A Comparison between the Post- and Pre-dispersive Near Infrared Spectroscopy in Non-Destructive Brix Prediction Using Artificial Neural Network
Keywords:near infrared, pre-dispersive, post-dispersive, artificial neural network, pineapple Brix prediction
Even though near infrared (NIR) spectroscopy have been implemented in determining the Brix of pineapples, no traceable study compares the effects of different acquisition designs. Thus, this study aims to evaluate the prediction performance of both pre- and post-dispersive NIR sensing devices in non-destructive Brix prediction using artificial neural network (ANN). The pre-dispersive device has five narrowband light emitting diodes (LEDs) with different wavelengths and a photodiode detector, whereas the post-dispersive device has a bifurcated fiber optic, a broadband LED, and a spectral sensor.

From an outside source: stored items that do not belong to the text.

//! External text-enhancement service client.
//!
//! ## Exchange
//!
//! One `POST` per note:
//!
//! ```text
//! request:  {"content": "<raw note text>"}
//! response: {"title": "...", "content": "...", "tags": ["..."]}
//! ```
//!
//! `body` is accepted in place of `content`. An optional bearer token is read
//! from the environment variable named in the config.
//!
//! ## Completing Partial Answers
//!
//! The service is not trusted to honor the note contract. Every field is
//! checked and, when missing or unusable, replaced with what the local
//! normalizer would have produced:
//!
//! | field   | accepted when                       | otherwise        |
//! |---------|-------------------------------------|------------------|
//! | title   | non-blank after sanitizing          | local title      |
//! | content | non-blank (heading added if absent) | local body       |
//! | tags    | at least one valid tag after cleanup| local tags       |
//!
//! Accepted tags are capped at `max_tags`. Fewer than [`MIN_SERVICE_TAGS`]
//! are topped up from the local tags, in local order, skipping duplicates.
//!
//! Transport failures, non-2xx statuses, and responses that are not a JSON
//! object are [`InboxError::Enhancement`] errors; the caller falls back.

use super::{Enhancer, EnhancerKind, LocalEnhancer};
use crate::error::{InboxError, Result};
use crate::model::Note;
use crate::normalize::title::sanitize_title;
use crate::normalize::validate_input;
use crate::tags::sanitize_tags;
use serde::Serialize;
use serde_json::Value;
use std::time::Duration;

#[derive(Serialize)]
struct ServiceRequest<'a> {
    content: &'a str,
}

pub const MIN_SERVICE_TAGS: usize = 3;

/// The usable parts of a service answer.
#[derive(Debug, Clone, Default, PartialEq, Eq)]
pub struct ServiceResponse {
    pub title: Option<String>,
    pub content: Option<String>,
    pub tags: Option<Vec<String>>,
}

impl ServiceResponse {
    /// Parses a response body, tolerating missing or mistyped fields.
    pub fn parse(body: &str) -> Result<Self> {
        let value: Value = serde_json::from_str(body)
            .map_err(|e| InboxError::Enhancement(format!("response is not JSON: {}", e)))?;
        let Value::Object(map) = value else {
            return Err(InboxError::Enhancement(
                "response is not a JSON object".to_string(),
            ));
        };

        let text_field = |key: &str| {
            map.get(key)
                .and_then(Value::as_str)
                .map(str::trim)
                .filter(|s| !s.is_empty())
                .map(str::to_string)
        };

        let tags = map.get("tags").and_then(Value::as_array).map(|items| {
            items
                .iter()
                .filter_map(Value::as_str)
                .map(str::to_string)
                .collect::<Vec<_>>()
        });

        Ok(Self {
            title: text_field("title"),
            content: text_field("content").or_else(|| text_field("body")),
            tags,
        })
    }
}

/// Fills the gaps of a service answer using the local normalizer.
pub fn complete_note(response: ServiceResponse, raw: &str, local: &LocalEnhancer) -> Note {
    let max_title_len = local.config().max_title_len;
    let title = response
        .title
        .map(|t| sanitize_title(&t, max_title_len))
        .filter(|t| !t.is_empty());
    let max_tags = local.config().max_tags;
    let tags = response
        .tags
        .map(|t| sanitize_tags(&t))
        .filter(|t| !t.is_empty());
    let short_of_tags = tags.as_ref().map_or(true, |t| t.len() < MIN_SERVICE_TAGS);

    let local_note = if title.is_none() || response.content.is_none() || short_of_tags {
        tracing::debug!("service answer incomplete, filling gaps locally");
        Some(local.enhance(raw).unwrap_or_else(|_| Note::fallback(raw)))
    } else {
        None
    };
    let from_local = |pick: fn(&Note) -> String| local_note.as_ref().map(pick).unwrap_or_default();

    let title = title.unwrap_or_else(|| from_local(|n| n.title.clone()));
    let body = match response.content {
        Some(content) if content.starts_with("# ") => content,
        Some(content) => format!("# {}\n\n{}", title, content),
        None => from_local(|n| n.body.clone()),
    };
    let local_tags = local_note
        .as_ref()
        .map(|n| n.tags.as_slice())
        .unwrap_or_default();
    let tags = match tags {
        Some(mut tags) => {
            for tag in local_tags {
                if tags.len() >= MIN_SERVICE_TAGS {
                    break;
                }
                if !tags.contains(tag) {
                    tags.push(tag.clone());
                }
            }
            tags.truncate(max_tags);
            tags
        }
        None => local_tags.to_vec(),
    };

    Note { title, body, tags }
}

pub struct ServiceEnhancer {
    endpoint: String,
    api_key: Option<String>,
    client: reqwest::blocking::Client,
    local: LocalEnhancer,
}

impl ServiceEnhancer {
    pub fn new(
        endpoint: impl Into<String>,
        api_key: Option<String>,
        timeout: Duration,
        local: LocalEnhancer,
    ) -> Result<Self> {
        let client = reqwest::blocking::Client::builder()
            .timeout(timeout)
            .build()
            .map_err(|e| InboxError::Enhancement(format!("cannot build HTTP client: {}", e)))?;
        Ok(Self {
            endpoint: endpoint.into(),
            api_key,
            client,
            local,
        })
    }
}

impl Enhancer for ServiceEnhancer {
    fn kind(&self) -> EnhancerKind {
        EnhancerKind::Service
    }

    fn enhance(&self, raw: &str) -> Result<Note> {
        let text = validate_input(Some(raw), self.local.config())?;

        tracing::debug!(endpoint = %self.endpoint, len = text.len(), "calling enhancement service");
        let mut request = self
            .client
            .post(&self.endpoint)
            .json(&ServiceRequest { content: text });
        if let Some(key) = &self.api_key {
            request = request.bearer_auth(key);
        }

        let response = request
            .send()
            .map_err(|e| InboxError::Enhancement(format!("request failed: {}", e)))?;
        let status = response.status();
        if !status.is_success() {
            return Err(InboxError::Enhancement(format!(
                "service returned {}",
                status
            )));
        }
        let body = response
            .text()
            .map_err(|e| InboxError::Enhancement(format!("cannot read response: {}", e)))?;

        let parsed = ServiceResponse::parse(&body)?;
        Ok(complete_note(parsed, text, &self.local))
    }
}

First, the NIR diffuse reflectance was non-destructively collected using both NIR devices. Then, the collected diffuse reflectance was calibrated with the white and dark references, and then pre-processed using normalization and standard normal variate methods. After that, ANNs were built for both devices using the pre-processed data. Results show both devices are suitable for sample screening application with range error ratio (RER) of more than seven. Nevertheless, the ANN that trained using the post-dispersive device outperformed that trained using the pre-dispersive device with an 8.1% improvement of correlation coefficient of prediction (i.e. from 0.6853 to 0.7408), and a 5.7% improvement of root mean square error of prediction (i.e. from 1.3918 to 1.313°Brix).